He mentions this in passing here:
WhyEvolution
In other words, group selection can happen, but whether it will occur when it is needed is anyone’s guess. Group selection seems often absent when it would be most useful to long term survival.
The most poignant example of this is the absence of group selection in somatic cells in the human body during the lifetime of a person.
Somatic cells “evolve” from conception to death of a person. This is often suggested as a micro-example of evolution.
Selection describes well B-cell hypermutation in the immune system (this is often cited as a micro-example of Darwinian evolution). In contrast, cancer cells when multiplying unabated seem to not have any group selection pressure foresight!
If the bad cells would altruistically die out in our body, we’d all live a lot longer.
This thread represents a low point for the ID advocates that skulk around here. Truly pathetic.
Let us apply your ID logic universally – we will now see that it was Jesus – I mean, the Intelligent Designer – and Scouting that drove Dennis Rader (Eagle Scout,member of the Luteran Church for more than 30 years) to bind, torture, and kill all those women.
But I am sure that my application of your ID logic will be assailed and I will be attacked.
derwood,
Where in this post have I said belief in Darwinism leads to degeneracy of character?
I merely point out the irony of the Clergy Letter Project trying to celebrate “survival of the fittest” in church when one of their own members went on a shooting rampage, which according to Buss, was partly the result of eons of evolution instilling murderous attitudes. Don’t you appreciate the irony?
This would be about as bad as the Clergy Letter Project celebrating the science of nuclear energy and its benetifs right when an atomic bomb explodes. Yes, the science of nuclear energy is real, but is that the stuff of national campaign to have churches celebrate it on a particular sunday?
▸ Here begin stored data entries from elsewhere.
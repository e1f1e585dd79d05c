//! Parameter types for engine operations.
//!
//! These structs describe *what* the engine should do, not *how*. They are the
//! interface between the [`operation`](crate::operation) layer (which decides
//! the target size) and the [`backend`](super::backend) (which does the pixel
//! work). The split lets tests swap in a recording mock without touching the
//! operation logic.
//!
//! ## Types
//!
//! - [`Filter`]: Resampling filter used when scaling. Defaults to Lanczos3.
//! - [`ResizeParams`]: Target width/height, each optional (`None` = derive it
//!   from the other side, preserving aspect ratio), plus the filter.

use image::imageops::FilterType;
use serde::{Deserialize, Serialize};

/// Resampling filter applied when scaling.
#[derive(Debug, Clone, Copy, PartialEq, Eq, Default, Serialize, Deserialize)]
#[serde(rename_all = "kebab-case")]
pub enum Filter {
    Nearest,
    Triangle,
    CatmullRom,
    Gaussian,
    #[default]
    Lanczos3,
}

impl Filter {
    pub fn filter_type(self) -> FilterType {
        match self {
            Filter::Nearest => FilterType::Nearest,
            Filter::Triangle => FilterType::Triangle,
            Filter::CatmullRom => FilterType::CatmullRom,
            Filter::Gaussian => FilterType::Gaussian,
            Filter::Lanczos3 => FilterType::Lanczos3,
        }
    }
}

/// Parameters for a resize.
///
/// A `None` side is auto-scaled from the other one. When both are `None`
/// the engine keeps the original size.
#[derive(Debug, Clone, Copy, PartialEq, Eq, Default)]
pub struct ResizeParams {
    pub width: Option<u32>,
    pub height: Option<u32>,
    pub filter: Filter,
}

impl ResizeParams {
    pub fn new(width: Option<u32>, height: Option<u32>) -> Self {
        Self {
            width,
            height,
            filter: Filter::default(),
        }
    }

    pub fn with_filter(mut self, filter: Filter) -> Self {
        self.filter = filter;
        self
    }
}
//! Command handlers
//!
//! One stateless function per command: it receives the world, the issuing
//! user and the command timestamp (sessions are already settled to it) and
//! returns a reply or a rejection.

pub mod creator;
pub mod monetization;
pub mod pages;
pub mod player;
pub mod playlist;
pub mod search;
pub mod stats;
pub mod users;

use wave_playback::Timestamp;

use crate::command::Command;
use crate::error::Result;
use crate::output::Reply;
use crate::world::WorldState;

/// Route a command to its handler
pub fn dispatch(
    world: &mut WorldState,
    user: &str,
    at: Timestamp,
    command: &Command,
) -> Result<Reply> {
    match command {
        Command::Search { kind, filters } => search::search(world, user, at, *kind, filters),
        Command::Select { item_number } => search::select(world, user, *item_number),
        Command::Load => search::load(world, user, at),

        Command::PlayPause => player::play_pause(world, user, at),
        Command::Repeat => player::repeat(world, user),
        Command::Shuffle { seed } => player::shuffle(world, user, *seed),
        Command::Forward => player::forward(world, user),
        Command::Backward => player::backward(world, user),
        Command::Like => player::like(world, user),
        Command::Next => player::next(world, user),
        Command::Prev => player::prev(world, user),
        Command::Status => player::status(world, user),

        Command::AddRemoveInPlaylist { playlist_id } => {
            playlist::add_remove_in_playlist(world, user, *playlist_id)
        }
        Command::CreatePlaylist { playlist_name } => {
            playlist::create_playlist(world, user, at, playlist_name)
        }
        Command::SwitchVisibility { playlist_id } => {
            playlist::switch_visibility(world, user, *playlist_id)
        }
        Command::Follow => playlist::follow(world, user),
        Command::ShowPlaylists => playlist::show_playlists(world, user),

        Command::ShowPreferredSongs => stats::show_preferred_songs(world, user),
        Command::GetTop5Songs => Ok(stats::top_songs(world)),
        Command::GetTop5Playlists => Ok(stats::top_playlists(world)),
        Command::GetTop5Albums => Ok(stats::top_albums(world)),
        Command::GetTop5Artists => Ok(stats::top_artists(world)),
        Command::Wrapped => stats::wrapped(world, user),

        Command::SwitchConnectionStatus => users::switch_connection_status(world, user),
        Command::GetOnlineUsers => Ok(users::online_users(world)),
        Command::GetAllUsers => Ok(users::all_users(world)),
        Command::AddUser { role, age, city } => users::add_user(world, user, *role, *age, city),

        Command::AddAlbum {
            name,
            release_year,
            description,
            songs,
        } => creator::add_album(world, user, name, *release_year, description, songs),
        Command::ShowAlbums => creator::show_albums(world, user),
        Command::AddEvent {
            name,
            description,
            date,
        } => creator::add_event(world, user, name, description, date),
        Command::AddMerch {
            name,
            description,
            price,
        } => creator::add_merch(world, user, name, description, *price),
        Command::AddPodcast { name, episodes } => creator::add_podcast(world, user, name, episodes),
        Command::ShowPodcasts => creator::show_podcasts(world, user),
        Command::AddAnnouncement { name, description } => {
            creator::add_announcement(world, user, name, description)
        }

        Command::PrintCurrentPage => pages::print_current_page(world, user),
        Command::ChangePage { next_page } => pages::change_page(world, user, next_page),
        Command::PreviousPage => pages::previous_page(world, user),
        Command::NextPage => pages::next_page(world, user),

        Command::BuyPremium => monetization::buy_premium(world, user),
        Command::CancelPremium => monetization::cancel_premium(world, user),
        Command::AdBreak { price } => monetization::ad_break(world, user, *price),
        Command::BuyMerch { name } => monetization::buy_merch(world, user, name),
        Command::SeeMerch => monetization::see_merch(world, user),
        Command::EndProgram => Ok(monetization::end_program(world)),
    }
}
What I take issue with is that the Clergy Project is only pretending to promote science when in fact they are promoting a specific idea: “survival of the fittest”. If they were pro science, why not celebrate other theories like chemistry, physics, geology, etc.?
It seems more like a cultural ploy than real science. It seems highly disingenuous. That’s what I take issue with.
Sal, could you kindly point out where the Clergy Project people “celebrate” or “promote” survival of the fittest, i.e., the process as distinguished from our understanding of it, as you apparently claim?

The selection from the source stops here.